** WORK ITEM **
Exactly as written, copy the lines of the data below from the first through the one containing "and comments, then".

*** WORKING DATA Section Begins ***

//! Rowan-based parser for ANTLR4 grammars
//!
//! This module provides a lossless parser using:
//! - **logos** for fast lexing
//! - **rowan** for the CST (Concrete Syntax Tree)
//!
//! We build a lossless CST that preserves all whitespace and comments, then
//! extract a typed AST layer on top. The formatter works on the same tokens.
//!
//! ## Architecture
//!
//! ```text
//! Source Text
//!     ↓
//! Lexer (logos) → Tokens with SyntaxKind
//!     ↓
//! Parser → GreenNode tree (immutable, cheap to clone)
//!     ↓
//! SyntaxNode (rowan) → CST with parent pointers
//!     ↓
//! AST layer → Typed wrappers over SyntaxNode
//!     ↓
//! semantic / atn → symbols, diagnostics, automata
//! ```

#[allow(clippy::module_inception)]
mod parser;

pub mod ast;
mod lexer;
mod syntax_kind;


pub use ast::*;
pub use lexer::{Lexer, Token, tokenize};
pub use parser::{Parse, SyntaxError, parse};
pub use syntax_kind::{AntlrLanguage, SyntaxElement, SyntaxKind, SyntaxNode, SyntaxToken};

/// Re-export rowan types for convenience
pub use rowan::{GreenNode, TextRange, TextSize};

*** WORKING DATA Section Ends ***

** TASK RESULT **
//! Rowan-based parser for ANTLR4 grammars
//!
//! This module provides a lossless parser using:
//! - **logos** for fast lexing
//! - **rowan** for the CST (Concrete Syntax Tree)
//!
//! We build a lossless CST that preserves all whitespace and comments, then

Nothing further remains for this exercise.